As housing momentum expected to heat up, time for APRA buy-in?
Could macroprudential policies be on the cards with momentum in housing is expected to grow as the Reserve Bank cut rates to a new low.
On Tuesday the RBA cut rates by 0.15 per cent today, slashing official rates to 0.10 per cent.
The central has also announced a range of other measures including buying $100 billion in government bonds and reducing the cost of funding.
The RBA’s decision to cut rates is primarily focused on stimulating business investment, jobs growth and household consumption.
With this in mind, CoreLogic head of research Tim Lawless said that the central bank is likely to look through the ‘noise’ of higher housing prices.
CoreLogic data has already revealed that house prices are already rising around most areas of the country while latest industry data has revealed a pickup in new lending.
Speaking at a press conference on Tuesday, RBA governor Philip Lowe said he was not as worried about the impact of low rates on the housing market as he was in the past.
Currently he sees low population growth and high vacancy rates discouraging investors from entering the market as factors dampening the demand for housing.
Nevertheless, he acknowledged that asset prices could rise, and it is an area he will be watching.
For now, his main “worry was people not having the jobs they deserve.”.
For Lawless, however, there is a good chance lower rates could see momentum building across the nation’s most valuable asset class,”
Similarly Betashares chief economist David Bassanese believes that rate cut could lead to a housing bubble, adding that the RBA’s “bold new approach will be on asset prices – as the virtual guarantee of persistent low interest rates will push up valuations as investors chase yield and greater leverage”.
While the RBA focuses on jobs, APRA may have the headache of managing a heated housing market.
Here both Lawless and Bassanese see scope for macroprudential policies.
There’s bubbles in the house
“If housing market conditions generate too much risk through rising prices, particularly in the lending space, policy makers might consider other mechanism that will allow interest rates to stimulate the economy, but keep a lid on house price appreciation,” Lawless said.
The prudential regulator has previously stepped in to curtail lending to segments such as investors loans and Lawless sees scope for similar macroprudential policies.

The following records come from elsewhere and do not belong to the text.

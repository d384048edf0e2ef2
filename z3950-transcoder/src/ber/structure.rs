//! Descriptor driven decoding of tagged, constructed and
//! alternative encodings.
//!
//! The functions below call each other along the grammar graph.
//! Every constructed encoding that is entered passes through
//! [`within`], which bounds the region, charges the depth budget
//! and handles trailing octets, so recursion through self-referential
//! declarations always consumes input and stays bounded.
use z3950_grammar::{
    component_accepts,
    types::{distinguished_name, AsnBitString, AsnInteger, ChoiceOption, SequenceMember},
    ASN1Type, AsnTag, Tagging, ToplevelDeclaration,
};

use crate::{
    context::DecodeContext,
    cursor::ByteCursor,
    error::{DecodingError, DecodingErrorType},
    value::{BitString, Diagnostic, DiagnosticKind, Node, Value},
    Decoder,
};

use super::{
    external::decode_external,
    header::{at_end, peek_header, read_header, skip_element, Header, Length, END_OF_CONTENTS},
    Ber,
};

fn malformed(details: &str, offset: usize) -> DecodingError {
    DecodingError::new(details, DecodingErrorType::MalformedEncoding).at(offset)
}

/// Decodes the component `name [tagging] decl`.
///
/// An implicit tag replaces the outer tag of `decl`, an explicit tag
/// wraps the complete encoding of `decl`. CHOICE and open types have
/// no tag of their own to replace, so they always get wrapped.
pub(crate) fn decode_component<'a, 'p>(
    cursor: &mut ByteCursor<'a>,
    ctx: &mut DecodeContext<'p>,
    name: &'static str,
    tagging: Tagging,
    decl: &'static ToplevelDeclaration,
) -> Result<Node, DecodingError> {
    match tagging {
        Tagging::Untagged => decode_tagged(cursor, ctx, name, decl.tag, decl),
        Tagging::Implicit(tag) => {
            let header = expect_header(cursor, tag, name)?;
            match (decl.tag, &decl.r#type) {
                (Tagging::Explicit(_), _)
                | (Tagging::Untagged, ASN1Type::Choice(_) | ASN1Type::Any) => {
                    within(cursor, ctx, header, |inner, ctx| decode_type(inner, ctx, name, decl))
                }
                _ => decode_content(cursor, ctx, name, decl, header),
            }
        }
        Tagging::Explicit(tag) => {
            let header = expect_header(cursor, tag, name)?;
            within(cursor, ctx, header, |inner, ctx| {
                decode_tagged(inner, ctx, name, decl.tag, decl)
            })
        }
    }
}

/// Decodes `decl` carrying the tagging of its own declaration.
fn decode_tagged<'a, 'p>(
    cursor: &mut ByteCursor<'a>,
    ctx: &mut DecodeContext<'p>,
    name: &'static str,
    tagging: Tagging,
    decl: &'static ToplevelDeclaration,
) -> Result<Node, DecodingError> {
    match tagging {
        Tagging::Untagged => decode_type(cursor, ctx, name, decl),
        Tagging::Implicit(tag) => {
            let header = expect_header(cursor, tag, name)?;
            decode_content(cursor, ctx, name, decl, header)
        }
        Tagging::Explicit(tag) => {
            let header = expect_header(cursor, tag, name)?;
            within(cursor, ctx, header, |inner, ctx| decode_type(inner, ctx, name, decl))
        }
    }
}

/// Decodes the untagged encoding of the type of `decl`.
pub(crate) fn decode_type<'a, 'p>(
    cursor: &mut ByteCursor<'a>,
    ctx: &mut DecodeContext<'p>,
    name: &'static str,
    decl: &'static ToplevelDeclaration,
) -> Result<Node, DecodingError> {
    match &decl.r#type {
        ASN1Type::Choice(choice) => decode_choice(cursor, ctx, name, decl, choice.options),
        ASN1Type::Any => decode_any(cursor, ctx, name, decl),
        ty => {
            let tag = ty
                .universal_tag()
                .ok_or_else(|| malformed("type without universal tag", cursor.offset()))?;
            let header = expect_header(cursor, tag, name)?;
            decode_content(cursor, ctx, name, decl, header)
        }
    }
}

/// Reads a header that must carry `tag`.
fn expect_header(
    cursor: &mut ByteCursor,
    tag: AsnTag,
    name: &str,
) -> Result<Header, DecodingError> {
    let header = peek_header(cursor)?;
    if header.tag != tag {
        return Err(DecodingError::new(
            &format!("{name}: expected {tag}, found {}", header.tag),
            DecodingErrorType::MissingMandatoryField,
        )
        .at(header.offset));
    }
    read_header(cursor)
}

/// Decodes the content octets of `decl`, whose header has been read.
fn decode_content<'a, 'p>(
    cursor: &mut ByteCursor<'a>,
    ctx: &mut DecodeContext<'p>,
    name: &'static str,
    decl: &'static ToplevelDeclaration,
    header: Header,
) -> Result<Node, DecodingError> {
    ctx.count_node(header.offset)?;
    let start = header.offset;
    match &decl.r#type {
        ASN1Type::Sequence(sequence) => within(cursor, ctx, header, |inner, ctx| {
            decode_sequence(inner, ctx, name, decl, sequence.members, start)
        }),
        ASN1Type::Set(set) => within(cursor, ctx, header, |inner, ctx| {
            decode_set(inner, ctx, name, decl, set.members, start)
        }),
        ASN1Type::SequenceOf(element) => within(cursor, ctx, header, |inner, ctx| {
            decode_sequence_of(inner, ctx, name, decl, element, start)
        }),
        ASN1Type::External => within(cursor, ctx, header, |inner, ctx| {
            decode_external(inner, ctx, name, start)
        }),
        ASN1Type::Choice(_) | ASN1Type::Any => {
            within(cursor, ctx, header, |inner, ctx| decode_type(inner, ctx, name, decl))
        }
        _ => decode_primitive(cursor, ctx, name, decl, header),
    }
}

fn decode_primitive<'a, 'p>(
    cursor: &mut ByteCursor<'a>,
    ctx: &mut DecodeContext<'p>,
    name: &'static str,
    decl: &'static ToplevelDeclaration,
    header: Header,
) -> Result<Node, DecodingError> {
    let offset = header.content_offset();
    let value = match (header.constructed, header.length, &decl.r#type) {
        (false, Length::Definite(length), ty) => primitive_value(cursor, ty, length)?,
        (true, _, ASN1Type::CharacterString(string)) => {
            let bytes = concatenated(collect_segments(cursor, ctx, header)?);
            let mut segments = ByteCursor::with_origin(&bytes, offset);
            Ber.decode_character_string(*string, &mut segments, bytes.len())?
        }
        (true, _, ASN1Type::BitString(_)) => {
            Value::BitString(segmented_bit_string(collect_segments(cursor, ctx, header)?)?)
        }
        (_, _, _) => {
            return Err(malformed(
                &format!("{name}: {} must use a primitive definite encoding", decl.name),
                header.offset,
            ))
        }
    };
    let display = ctx
        .describe(decl.semantic, &value)
        .or_else(|| named_value(decl, &value))
        .or_else(|| lossy_text(&value));
    ctx.observe(decl.semantic, &value);
    Ok(Node::new(name, header.offset..cursor.offset(), value)
        .with_semantic(decl.semantic)
        .with_display(display))
}

fn primitive_value(
    cursor: &mut ByteCursor,
    ty: &ASN1Type,
    length: usize,
) -> Result<Value, DecodingError> {
    Ok(match ty {
        ASN1Type::Null => {
            Ber.decode_null(cursor, length)?;
            Value::Null
        }
        ASN1Type::Boolean => Value::Boolean(Ber.decode_boolean(cursor, length)?),
        ASN1Type::Integer(_) => Value::Integer(Ber.decode_integer(cursor, length)?),
        ASN1Type::BitString(_) => Value::BitString(Ber.decode_bit_string(cursor, length)?),
        ASN1Type::CharacterString(string) => {
            Ber.decode_character_string(*string, cursor, length)?
        }
        ASN1Type::ObjectIdentifier => {
            Value::ObjectIdentifier(Ber.decode_object_identifier(cursor, length)?)
        }
        ASN1Type::GeneralizedTime => {
            Value::GeneralizedTime(Ber.decode_generalized_time(cursor, length)?)
        }
        _ => return Err(malformed("constructed type in primitive encoding", cursor.offset())),
    })
}

/// Readable text of a character string whose octets are not UTF-8.
fn lossy_text(value: &Value) -> Option<String> {
    match value {
        Value::CharacterString(bytes) if std::str::from_utf8(bytes).is_err() => {
            Some(String::from_utf8_lossy(bytes).into_owned())
        }
        _ => None,
    }
}

/// Display text of named numbers and named bits.
fn named_value(decl: &'static ToplevelDeclaration, value: &Value) -> Option<String> {
    match (&decl.r#type, value) {
        (
            ASN1Type::Integer(AsnInteger {
                distinguished_values: Some(names),
            }),
            Value::Integer(i),
        ) => distinguished_name(names, *i).map(String::from),
        (
            ASN1Type::BitString(AsnBitString {
                distinguished_values: Some(names),
            }),
            Value::BitString(bits),
        ) => Some(
            bits.set_bits()
                .map(|i| {
                    distinguished_name(names, i as i64)
                        .map_or_else(|| format!("bit {i}"), String::from)
                })
                .collect::<Vec<_>>()
                .join(", "),
        ),
        _ => None,
    }
}

/// One primitive segment of a constructed string.
#[derive(Debug, Clone, Copy)]
pub(crate) struct Segment<'a> {
    /// Absolute offset of the first content octet
    pub offset: usize,
    pub bytes: &'a [u8],
}

fn concatenated(segments: Vec<Segment>) -> Vec<u8> {
    segments.iter().flat_map(|s| s.bytes).copied().collect()
}

/// Content octets of the primitive segments of a constructed string,
/// in order. Segments may nest.
pub(crate) fn collect_segments<'a, 'p>(
    cursor: &mut ByteCursor<'a>,
    ctx: &mut DecodeContext<'p>,
    header: Header,
) -> Result<Vec<Segment<'a>>, DecodingError> {
    let mut segments = Vec::new();
    segments_into(cursor, ctx, header, &mut segments)?;
    Ok(segments)
}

Lawless believes that macroprudential initiatives have proven to be a rapid and effective means of quelling housing market exuberance via credit policies.
“The previous macroprudential policies were largely aimed at investor activity and interest only lending, both of which remain at modest levels at the moment.
“Considering household debt levels remain close to record highs, any intervention from a macroprudential perspective would likely be focussed around hard limits on debt to income ratios or loan to valuation ratios.”
For Bassanese, there could easily be a return to macro-prudential controls if current low rates cause a return of speculative borrowing to chase property or shares as the economy recovers.
“The RBA appears caught between a rock and hard place, as its own very low interest rate policy is what may well cause this speculative activity in the first place,” Bassanese said.
He acknowledged that the RBA would not want to let poor lending standards return, but it’s interest rate policy will be directly encouraging it.
“It may well be like turning on the fire hydrant, but then trying to only let some people drink from it.”